7) The contributions of measurable characters to overall selective value usually involve interaction effects of the most extreme sort because of the usually intermediate position of the optimum grade, a situation that implies the existence of innumerable different selective peaks (multiple selective peaks).

What can we say about this?

It seems point one is true. People may argue about whether the variants behind complex traits are many, relatively common, with tiny individual effects or many, relatively rare, and with larger effects that average out to tiny effects when measured in the whole population. In any case, there are many causative variants, alright.

Point two — now also known as the omnigenetic model — hinges on how you read ”in general”, I guess. In some sense, universal pleiotropy follows from genome crowding. If there are enough causative variants and a limited number of genes, eventually every gene will be associated with every trait.

I don’t think that point three is true. I would assume that many loss of function mutations to protein coding genes, for example, would be interchangeable.

I don’t really understand points six and seven, about homology and fitness landscapes, that well. The later section about homology reads to me as if it could be part of a debate going on at the time. Number seven describes Wright’s view of natural selection as a kind of fitness whack-a-mole, where if a genotype is fit in one dimension, it probably loses in some other. The hypothesis and the metaphor have been extremely influential — I think largely because many people thought that it was wrong in many different ways.

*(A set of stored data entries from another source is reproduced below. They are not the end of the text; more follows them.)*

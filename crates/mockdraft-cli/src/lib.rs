//! MockDraft command-line tools.

mod args;

pub use args::{Args, Command};

use kurbo::{Point, Rect};
use mockdraft_core::{
    ApproxTheme, Document, DocumentError, DrawOp, EditorConfig, Item, Painter, Placeable,
    WidgetType,
};
use serde::Serialize;
use std::fmt::Write as _;
use std::path::Path;
use thiserror::Error;

#[derive(Debug, Error)]
pub enum CliError {
    #[error(transparent)]
    Document(#[from] DocumentError),
    #[error("Config error in {path}: {message}")]
    Config { path: String, message: String },
    #[error("JSON error: {0}")]
    Json(#[from] serde_json::Error),
}

pub type CliResult<T> = Result<T, CliError>;

/// Run one command, returning what should be printed.
pub fn run(args: &Args) -> CliResult<String> {
    let config = load_config(args.config.as_deref())?;
    match &args.command {
        Command::Info { file } => info(&open(file, &config)?),
        Command::Render { file, pretty } => render(&mut open(file, &config)?, *pretty),
        Command::Normalize { input, output } => {
            let mut doc = open(input, &config)?;
            doc.save_file(output)?;
            Ok(format!("wrote {}\n", output.display()))
        }
        Command::Palette => Ok(palette()),
    }
}

fn load_config(path: Option<&Path>) -> CliResult<EditorConfig> {
    let Some(path) = path else {
        return Ok(EditorConfig::default());
    };
    let config_error = |message: String| CliError::Config {
        path: path.display().to_string(),
        message,
    };
    let text = std::fs::read_to_string(path).map_err(|e| config_error(e.to_string()))?;
    let config = EditorConfig::from_json(&text).map_err(|e| config_error(e.to_string()))?;
    log::debug!("loaded config {config:?}");
    Ok(config)
}

fn open(path: &Path, config: &EditorConfig) -> CliResult<Document> {
    let mut doc = Document::new(config.clone(), ApproxTheme::new());
    doc.load_file(path)?;
    Ok(doc)
}

fn info(doc: &Document) -> CliResult<String> {
    let scene = doc.scene();
    let mut out = String::new();
    let top_level = scene.top_level_sorted();
    let widgets = scene.all_widgets_sorted();
    let _ = writeln!(out, "{} widgets, {} top-level items", widgets.len(), top_level.len());

    for id in top_level {
        match scene.get(id) {
            Some(Item::Widget(widget)) => {
                let _ = writeln!(out, "{}", describe(widget.kind(), widget.id(), widget.pos_rect(), widget.z(), widget.is_locked()));
            }
            Some(Item::Group(group)) => {
                let _ = writeln!(out, "group of {} at {}", group.members().len(), fmt_rect(group.pos_rect()));
                for member in group.members() {
                    if let (Some(widget), Some(rect)) = (scene.widget(*member), scene.scene_rect(*member)) {
                        let _ = writeln!(out, "  {}", describe(widget.kind(), widget.id(), rect, widget.z(), false));
                    }
                }
            }
            None => {}
        }
    }
    Ok(out)
}

fn describe(kind: WidgetType, id: Option<u32>, rect: Rect, z: f64, locked: bool) -> String {
    let id = id.map_or("-".to_string(), |id| id.to_string());
    let lock = if locked { " locked" } else { "" };
    format!("#{id} {} at {} z={z}{lock}", kind.name(), fmt_rect(rect))
}

fn fmt_rect(rect: Rect) -> String {
    format!("({}, {}) {}x{}", rect.x0, rect.y0, rect.width(), rect.height())
}

#[derive(Serialize)]
struct PaintedOp {
    origin: Point,
    #[serde(flatten)]
    op: DrawOp,
}

/// Collects ops in paint order.
#[derive(Default)]
struct JsonPainter {
    ops: Vec<PaintedOp>,
}

impl Painter for JsonPainter {
    fn paint(&mut self, origin: Point, op: &DrawOp) {
        self.ops.push(PaintedOp {
            origin,
            op: op.clone(),
        });
    }
}

fn render(doc: &mut Document, pretty: bool) -> CliResult<String> {
    let mut painter = JsonPainter::default();
    doc.paint(&mut painter);
    let json = if pretty {
        serde_json::to_string_pretty(&painter.ops)?
    } else {
        serde_json::to_string(&painter.ops)?
    };
    Ok(json + "\n")
}

fn palette() -> String {
    WidgetType::ALL
        .iter()
        .map(|kind| format!("{:>2} {}\n", kind.ordinal(), kind.name()))
        .collect()
}

#[cfg(test)]
mod tests {
    use super::*;
    use clap::Parser;
    use tempfile::tempdir;

    fn sample(dir: &Path) -> std::path::PathBuf {
        let mut doc = Document::default();
        doc.add_widget(WidgetType::Button, Point::new(10.0, 20.0));
        doc.add_widget(WidgetType::Button, Point::new(100.0, 20.0));
        doc.add_widget(WidgetType::AlertBox, Point::new(0.0, 200.0));
        let path = dir.join("sample.xml");
        doc.save_file(&path).unwrap();
        path
    }

    fn run_args(args: &[&str]) -> CliResult<String> {
        run(&Args::parse_from(std::iter::once("mockdraft").chain(args.iter().copied())))
    }

    #[test]
    fn test_palette_lists_every_type() {
        let out = run_args(&["palette"]).unwrap();
        assert_eq!(out.lines().count(), WidgetType::COUNT);
        assert!(out.contains("Button"));
    }

    #[test]
    fn test_info() {
        let dir = tempdir().unwrap();
        let path = sample(dir.path());
        let out = run_args(&["info", path.to_str().unwrap()]).unwrap();
        assert!(out.starts_with("3 widgets, 3 top-level items"));
        assert!(out.contains("#0 Button at (10, 20)"));
        assert!(out.contains("Alert Box"));
    }

    #[test]
    fn test_render_outputs_json_ops() {
        let dir = tempdir().unwrap();
        let path = sample(dir.path());
        let out = run_args(&["render", path.to_str().unwrap()]).unwrap();
        let ops: serde_json::Value = serde_json::from_str(&out).unwrap();
        let ops = ops.as_array().unwrap();
        assert!(!ops.is_empty());
        assert!(ops.iter().all(|op| op.get("op").is_some() && op.get("origin").is_some()));
    }

    #[test]
    fn test_normalize_round_trips() {
        let dir = tempdir().unwrap();
        let path = sample(dir.path());
        let out_path = dir.path().join("out.xml");
        run_args(&["normalize", path.to_str().unwrap(), out_path.to_str().unwrap()]).unwrap();
        assert_eq!(
            std::fs::read_to_string(&path).unwrap(),
            std::fs::read_to_string(&out_path).unwrap()
        );
    }

    #[test]
    fn test_config_is_applied() {
        let dir = tempdir().unwrap();
        let path = sample(dir.path());
        let config = dir.path().join("config.json");
        std::fs::write(&config, r#"{ "z_step": 1.0 }"#).unwrap();
        let out = run_args(&["info", path.to_str().unwrap(), "--config", config.to_str().unwrap()]).unwrap();
        assert!(out.contains("z=0.1"));

        std::fs::write(&config, "not json").unwrap();
        let err = run_args(&["palette", "--config", config.to_str().unwrap()]).unwrap_err();
        assert!(matches!(err, CliError::Config { .. }));
    }

    #[test]
    fn test_missing_file_fails() {
        let err = run_args(&["info", "/nonexistent/mockup.xml"]).unwrap_err();
        assert!(matches!(err, CliError::Document(DocumentError::Io(_))));
    }
}
//! Named mockup storage.
//!
//! Backends store serialized `<controls>` documents by id; turning them into
//! a [`Document`](crate::Document) is the caller's job.

mod file;
mod memory;

pub use file::FileStorage;
pub use memory::MemoryStorage;

use thiserror::Error;

/// Storage errors.
#[derive(Debug, Error)]
pub enum StorageError {
    #[error("Document not found: {0}")]
    NotFound(String),
    #[error("Serialization error: {0}")]
    Serialization(String),
    #[error("IO error: {0}")]
    Io(String),
    #[error("Storage error: {0}")]
    Other(String),
}

/// Result type for storage operations.
pub type StorageResult<T> = Result<T, StorageError>;

/// Trait for mockup storage backends.
pub trait Storage: Send + Sync {
    /// Save a serialized mockup, replacing any previous one.
    fn save(&self, id: &str, xml: &str) -> StorageResult<()>;

    /// Load a serialized mockup.
    fn load(&self, id: &str) -> StorageResult<String>;

    /// Delete a mockup. Deleting a missing id is not an error.
    fn delete(&self, id: &str) -> StorageResult<()>;

    /// List all stored ids.
    fn list(&self) -> StorageResult<Vec<String>>;

    /// Check if a mockup exists.
    fn exists(&self, id: &str) -> StorageResult<bool>;
}
//! Navigation trail: comma-separated crumbs joined by `>`.

use super::{Behavior, Layout, PropertySet, RenderContext, WidgetFields, WidgetType, trim_texts};
use crate::draw::{DrawOp, FontSpec, HAlign, TextFlags, VAlign};
use kurbo::{Point, Rect, Size};

const SEPARATOR: &str = " > ";

pub(super) const BEHAVIOR: Behavior = Behavior {
    properties: PropertySet::SINGLE_LINE_TEXT.union(PropertySet::FONT),
    states: &[],
    defaults,
    initial_measure: Size::ZERO,
    parse,
    measure,
    render,
};

fn defaults(_: WidgetType, fields: &mut WidgetFields) {
    fields.texts = vec!["One, Two, Three".to_string()];
}

fn parse(fields: &WidgetFields) -> Layout {
    // Underline is implied for links, not taken from the flag.
    Layout::Font(fields.font(false))
}

fn crumbs(fields: &WidgetFields) -> Option<Vec<String>> {
    let first = fields.texts.first()?;
    Some(trim_texts(first.split(',')))
}

fn measure(cx: &RenderContext<'_>, previous: Size) -> Size {
    let Some(crumbs) = crumbs(cx.fields) else {
        return previous;
    };
    let font = cx.font().cloned().unwrap_or_default();
    let text = crumbs.join(SEPARATOR);
    Size::new(cx.theme.text_width(&text, &font), cx.theme.line_height(&font))
}

fn render(cx: &RenderContext<'_>, size: Size) -> Vec<DrawOp> {
    let Some(crumbs) = crumbs(cx.fields) else {
        return Vec::new();
    };
    let font: FontSpec = cx.font().cloned().unwrap_or_default();
    let flags = TextFlags::new(HAlign::Left, VAlign::Center).unclipped();
    let height = size.height;

    let mut ops = Vec::with_capacity(crumbs.len() * 2);
    let mut pt = Point::ZERO;
    let mut place = |text: &str| {
        let width = cx.theme.text_width(text, &font);
        let rect = Rect::from_origin_size(pt, (width, height));
        pt.x += width;
        rect
    };
    let last = crumbs.len().saturating_sub(1);
    for (i, crumb) in crumbs.iter().enumerate() {
        if i < last {
            ops.push(DrawOp::LinkText {
                rect: place(crumb),
                flags,
                text: crumb.clone(),
                font: font.clone(),
            });
            ops.push(DrawOp::Text {
                rect: place(SEPARATOR),
                flags,
                text: SEPARATOR.to_string(),
                font: Some(font.clone()),
            });
        } else {
            ops.push(DrawOp::Text {
                rect: place(crumb),
                flags,
                text: crumb.clone(),
                font: Some(font.clone()),
            });
        }
    }
    ops
}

Points four and five are related and, I imagine, the most controversial of the list. Why does Wright say that there is universal epistasis? Because of physiological genetics. Or, in modern parlance, maybe because of gene networks and systems biology. On page 71, he puts it like this:

Interaction effects necessarily occur with respect to the ultimate products of chains of metabolic processes in which each step is controlled by a different locus. This carries with it the implication that interaction effects are universal in the more complex characters that trace such processes.

The argument seems to persists to this day, and I think it is true. On the other hand, there is the question how much this matters to the variants that actually segregate in a given population and affect a given trait.

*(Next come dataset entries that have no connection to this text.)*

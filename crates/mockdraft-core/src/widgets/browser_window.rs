//! Browser chrome with a title row, an address row and an optional scrollbar.

use super::{Behavior, PropertySet, RenderContext, WidgetFields, WidgetType, no_layout};
use crate::draw::{DrawOp, FrameStyle, HAlign, TextFlags, VAlign};
use kurbo::{Rect, Size};

const TITLE_ORIGIN: (f64, f64) = (160.0, 6.0);
const ADDRESS_ORIGIN: (f64, f64) = (160.0, 32.0);
const BORDER_RIGHT: f64 = 95.0;
const TITLE_HEIGHT: f64 = 19.0;
const ADDRESS_HEIGHT: f64 = 15.0;
const SCROLLBAR_WIDTH: f64 = 16.0;
const BORDER: f64 = 3.0;
const TOP_HEIGHT: f64 = 76.0;
const BOTTOM_HEIGHT: f64 = 28.0;

pub(super) const BEHAVIOR: Behavior = Behavior {
    properties: PropertySet::VSCROLLBAR
        .union(PropertySet::VALUE)
        .union(PropertySet::MULTILINE_TEXTS),
    states: &[],
    defaults,
    initial_measure: Size::ZERO,
    parse: no_layout,
    measure,
    render,
};

fn defaults(_: WidgetType, fields: &mut WidgetFields) {
    fields.texts = vec!["A web page".to_string(), "http://www.google.com".to_string()];
    fields.v_scrollbar = false;
    fields.value = 50;
}

fn measure(_: &RenderContext<'_>, _: Size) -> Size {
    Size::new(625.0, 375.0)
}

fn render(cx: &RenderContext<'_>, size: Size) -> Vec<DrawOp> {
    let mut ops = vec![DrawOp::Frame {
        rect: size.to_rect(),
        style: FrameStyle::BrowserWindow,
    }];

    let row_width = size.width - BORDER_RIGHT - TITLE_ORIGIN.0;
    let texts = &cx.fields.texts;
    if let Some(title) = texts.first() {
        ops.push(DrawOp::Text {
            rect: Rect::from_origin_size(TITLE_ORIGIN, (row_width, TITLE_HEIGHT)),
            flags: TextFlags::center(),
            text: title.clone(),
            font: None,
        });
    }
    if let Some(address) = texts.get(1) {
        ops.push(DrawOp::Text {
            rect: Rect::from_origin_size(ADDRESS_ORIGIN, (row_width, ADDRESS_HEIGHT)),
            flags: TextFlags::new(HAlign::Left, VAlign::Center),
            text: address.clone(),
            font: None,
        });
    }
    if cx.fields.v_scrollbar {
        ops.push(DrawOp::VScrollbar {
            rect: Rect::from_origin_size(
                (size.width - BORDER - SCROLLBAR_WIDTH, TOP_HEIGHT),
                (SCROLLBAR_WIDTH, size.height - BOTTOM_HEIGHT - TOP_HEIGHT),
            ),
            value: cx.fields.value,
        });
    }
    ops
}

This is often framed as a question of variance. It turns out that even with epistatic gene action, in many cases, most of the genetic variance is still additive (Mäki-Tanila & Hill 2014, Huang & Mackay 2016). But something similar must apply to the effects that you will see from a locus. They also depend on the allele frequencies at other loci. An interaction does nothing when one of the interaction partners are fixed. If they are nearly to fixed, it will do nearly nothing. If they’re all at intermediate frequency, things become more interesting.

Wright’s principle of universal interaction is also grounded in his empirical work. A lot of space in this book is devoted to results from pigmentation genetics in guinea pigs, which includes lots of dominance and interaction. It could be that Wright was too quick to generalise from guinea pig coat colours to other traits. It could be that working in a system consisting of inbred lines draws your attention to nonlinearities that are rare and marginal in the source populations. On the other hand, it’s in these systems we can get a good handle on the dominance and interaction that may be missed elsewhere.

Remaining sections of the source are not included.